*** Data extracts
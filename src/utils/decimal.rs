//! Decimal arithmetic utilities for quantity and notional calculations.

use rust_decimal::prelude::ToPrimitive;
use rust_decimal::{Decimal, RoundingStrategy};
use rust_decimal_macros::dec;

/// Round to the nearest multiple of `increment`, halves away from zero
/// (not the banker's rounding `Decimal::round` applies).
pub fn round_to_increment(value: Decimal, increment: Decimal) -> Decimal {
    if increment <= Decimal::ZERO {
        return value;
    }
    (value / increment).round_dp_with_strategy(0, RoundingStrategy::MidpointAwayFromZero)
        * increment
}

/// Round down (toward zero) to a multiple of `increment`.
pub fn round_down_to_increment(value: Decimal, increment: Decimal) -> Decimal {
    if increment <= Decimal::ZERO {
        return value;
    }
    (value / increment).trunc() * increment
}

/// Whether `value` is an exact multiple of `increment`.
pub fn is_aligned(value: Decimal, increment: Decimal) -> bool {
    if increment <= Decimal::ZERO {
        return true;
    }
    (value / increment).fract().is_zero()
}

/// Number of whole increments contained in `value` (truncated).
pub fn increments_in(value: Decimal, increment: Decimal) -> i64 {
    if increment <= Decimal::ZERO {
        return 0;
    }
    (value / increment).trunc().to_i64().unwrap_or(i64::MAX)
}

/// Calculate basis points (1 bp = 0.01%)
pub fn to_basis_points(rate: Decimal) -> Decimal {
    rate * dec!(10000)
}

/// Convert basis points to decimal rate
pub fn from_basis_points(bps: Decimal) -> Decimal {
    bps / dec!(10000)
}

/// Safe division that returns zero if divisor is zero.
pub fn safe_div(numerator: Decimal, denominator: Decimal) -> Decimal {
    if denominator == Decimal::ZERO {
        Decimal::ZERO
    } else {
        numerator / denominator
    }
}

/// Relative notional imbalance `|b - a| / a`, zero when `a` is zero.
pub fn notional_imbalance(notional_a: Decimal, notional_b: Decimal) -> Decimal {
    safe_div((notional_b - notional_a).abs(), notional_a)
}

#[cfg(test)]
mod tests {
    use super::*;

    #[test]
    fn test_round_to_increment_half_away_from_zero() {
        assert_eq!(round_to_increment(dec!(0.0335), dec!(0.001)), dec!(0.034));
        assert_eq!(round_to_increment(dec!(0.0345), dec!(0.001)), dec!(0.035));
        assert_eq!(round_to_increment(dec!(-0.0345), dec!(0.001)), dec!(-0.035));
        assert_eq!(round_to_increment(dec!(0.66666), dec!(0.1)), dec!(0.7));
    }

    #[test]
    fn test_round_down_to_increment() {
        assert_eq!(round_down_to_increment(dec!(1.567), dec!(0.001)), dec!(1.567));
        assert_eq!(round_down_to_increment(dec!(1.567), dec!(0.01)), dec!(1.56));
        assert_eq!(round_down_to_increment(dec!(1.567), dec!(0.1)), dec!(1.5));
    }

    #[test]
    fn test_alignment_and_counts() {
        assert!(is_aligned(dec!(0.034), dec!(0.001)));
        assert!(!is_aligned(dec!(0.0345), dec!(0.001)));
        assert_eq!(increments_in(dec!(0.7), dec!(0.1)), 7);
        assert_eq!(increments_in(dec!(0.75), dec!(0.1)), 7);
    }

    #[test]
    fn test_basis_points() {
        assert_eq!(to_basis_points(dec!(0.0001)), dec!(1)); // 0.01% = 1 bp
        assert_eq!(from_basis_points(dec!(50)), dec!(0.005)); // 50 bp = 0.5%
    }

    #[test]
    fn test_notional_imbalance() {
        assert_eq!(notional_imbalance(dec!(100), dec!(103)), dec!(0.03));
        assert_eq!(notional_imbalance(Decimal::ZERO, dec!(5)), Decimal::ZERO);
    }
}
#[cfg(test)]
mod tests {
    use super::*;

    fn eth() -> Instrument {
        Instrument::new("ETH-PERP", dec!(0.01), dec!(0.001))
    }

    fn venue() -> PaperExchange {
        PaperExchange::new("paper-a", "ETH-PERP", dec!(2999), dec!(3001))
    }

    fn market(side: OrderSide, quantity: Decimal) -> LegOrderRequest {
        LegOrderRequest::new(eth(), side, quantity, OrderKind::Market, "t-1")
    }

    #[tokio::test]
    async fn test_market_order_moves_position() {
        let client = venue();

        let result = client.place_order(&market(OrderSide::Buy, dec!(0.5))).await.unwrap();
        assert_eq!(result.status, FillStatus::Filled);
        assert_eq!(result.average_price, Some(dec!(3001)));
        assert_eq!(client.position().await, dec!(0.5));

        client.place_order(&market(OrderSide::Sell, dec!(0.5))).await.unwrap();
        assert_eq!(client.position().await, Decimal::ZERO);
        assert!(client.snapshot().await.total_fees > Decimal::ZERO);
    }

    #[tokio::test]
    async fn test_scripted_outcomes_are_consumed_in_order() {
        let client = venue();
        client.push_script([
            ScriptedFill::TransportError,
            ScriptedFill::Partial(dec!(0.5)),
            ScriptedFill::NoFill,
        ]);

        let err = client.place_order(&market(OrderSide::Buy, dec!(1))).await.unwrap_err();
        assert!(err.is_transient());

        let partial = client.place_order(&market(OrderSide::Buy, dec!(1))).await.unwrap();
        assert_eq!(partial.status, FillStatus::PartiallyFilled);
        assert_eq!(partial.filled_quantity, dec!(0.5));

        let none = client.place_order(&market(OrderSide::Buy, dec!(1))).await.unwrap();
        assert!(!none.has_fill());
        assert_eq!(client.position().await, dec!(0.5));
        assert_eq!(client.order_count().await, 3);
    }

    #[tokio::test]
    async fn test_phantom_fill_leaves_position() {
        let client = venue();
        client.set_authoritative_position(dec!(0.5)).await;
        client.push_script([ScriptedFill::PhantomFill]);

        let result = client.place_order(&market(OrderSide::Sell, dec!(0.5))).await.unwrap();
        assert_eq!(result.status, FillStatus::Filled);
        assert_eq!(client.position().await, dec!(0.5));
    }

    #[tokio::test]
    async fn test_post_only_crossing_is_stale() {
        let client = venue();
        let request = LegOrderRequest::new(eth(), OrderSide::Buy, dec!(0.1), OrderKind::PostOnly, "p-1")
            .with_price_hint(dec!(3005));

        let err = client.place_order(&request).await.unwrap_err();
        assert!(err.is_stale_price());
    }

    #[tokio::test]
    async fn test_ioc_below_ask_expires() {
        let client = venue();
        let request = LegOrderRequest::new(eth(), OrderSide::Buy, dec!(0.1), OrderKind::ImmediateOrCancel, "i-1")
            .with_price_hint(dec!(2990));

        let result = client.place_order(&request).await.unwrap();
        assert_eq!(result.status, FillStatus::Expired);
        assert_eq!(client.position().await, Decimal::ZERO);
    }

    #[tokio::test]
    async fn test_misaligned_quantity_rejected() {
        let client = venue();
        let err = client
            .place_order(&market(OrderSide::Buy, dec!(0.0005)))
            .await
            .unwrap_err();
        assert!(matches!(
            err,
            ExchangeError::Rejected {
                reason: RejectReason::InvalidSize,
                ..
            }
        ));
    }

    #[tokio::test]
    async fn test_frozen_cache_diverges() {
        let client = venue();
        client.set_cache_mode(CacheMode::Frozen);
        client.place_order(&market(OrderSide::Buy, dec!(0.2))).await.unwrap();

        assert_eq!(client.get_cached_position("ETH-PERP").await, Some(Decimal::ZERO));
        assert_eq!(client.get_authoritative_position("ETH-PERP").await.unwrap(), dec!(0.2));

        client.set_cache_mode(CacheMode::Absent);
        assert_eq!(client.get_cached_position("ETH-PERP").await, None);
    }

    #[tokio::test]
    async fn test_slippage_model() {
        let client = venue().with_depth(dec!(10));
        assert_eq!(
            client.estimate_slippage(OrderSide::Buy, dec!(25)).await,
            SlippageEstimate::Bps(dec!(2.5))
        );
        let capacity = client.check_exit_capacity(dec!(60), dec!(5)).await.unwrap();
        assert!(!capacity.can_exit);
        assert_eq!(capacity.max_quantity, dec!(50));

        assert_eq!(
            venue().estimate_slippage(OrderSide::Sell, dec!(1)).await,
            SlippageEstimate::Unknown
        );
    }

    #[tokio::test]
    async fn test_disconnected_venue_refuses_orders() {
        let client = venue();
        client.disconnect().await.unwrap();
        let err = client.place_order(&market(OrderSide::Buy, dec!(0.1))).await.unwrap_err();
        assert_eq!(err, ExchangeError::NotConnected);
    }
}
******
* [Brief]: Beginning at the top of the data, please return every line until and including the line containing "numerator / denominator", copied exactly, and nothing past it.

* [Exercise answer]:
filename src/utils/decimal.rs
//! Decimal arithmetic utilities for quantity and notional calculations.

use rust_decimal::prelude::ToPrimitive;
use rust_decimal::{Decimal, RoundingStrategy};
use rust_decimal_macros::dec;

/// Round to the nearest multiple of `increment`, halves away from zero
/// (not the banker's rounding `Decimal::round` applies).
pub fn round_to_increment(value: Decimal, increment: Decimal) -> Decimal {
    if increment <= Decimal::ZERO {
        return value;
    }
    (value / increment).round_dp_with_strategy(0, RoundingStrategy::MidpointAwayFromZero)
        * increment
}

/// Round down (toward zero) to a multiple of `increment`.
pub fn round_down_to_increment(value: Decimal, increment: Decimal) -> Decimal {
    if increment <= Decimal::ZERO {
        return value;
    }
    (value / increment).trunc() * increment
}

/// Whether `value` is an exact multiple of `increment`.
pub fn is_aligned(value: Decimal, increment: Decimal) -> bool {
    if increment <= Decimal::ZERO {
        return true;
    }
    (value / increment).fract().is_zero()
}

/// Number of whole increments contained in `value` (truncated).
pub fn increments_in(value: Decimal, increment: Decimal) -> i64 {
    if increment <= Decimal::ZERO {
        return 0;
    }
    (value / increment).trunc().to_i64().unwrap_or(i64::MAX)
}

/// Calculate basis points (1 bp = 0.01%)
pub fn to_basis_points(rate: Decimal) -> Decimal {
    rate * dec!(10000)
}

/// Convert basis points to decimal rate
pub fn from_basis_points(bps: Decimal) -> Decimal {
    bps / dec!(10000)
}

/// Safe division that returns zero if divisor is zero.
pub fn safe_div(numerator: Decimal, denominator: Decimal) -> Decimal {
    if denominator == Decimal::ZERO {
        Decimal::ZERO
    } else {
        numerator / denominator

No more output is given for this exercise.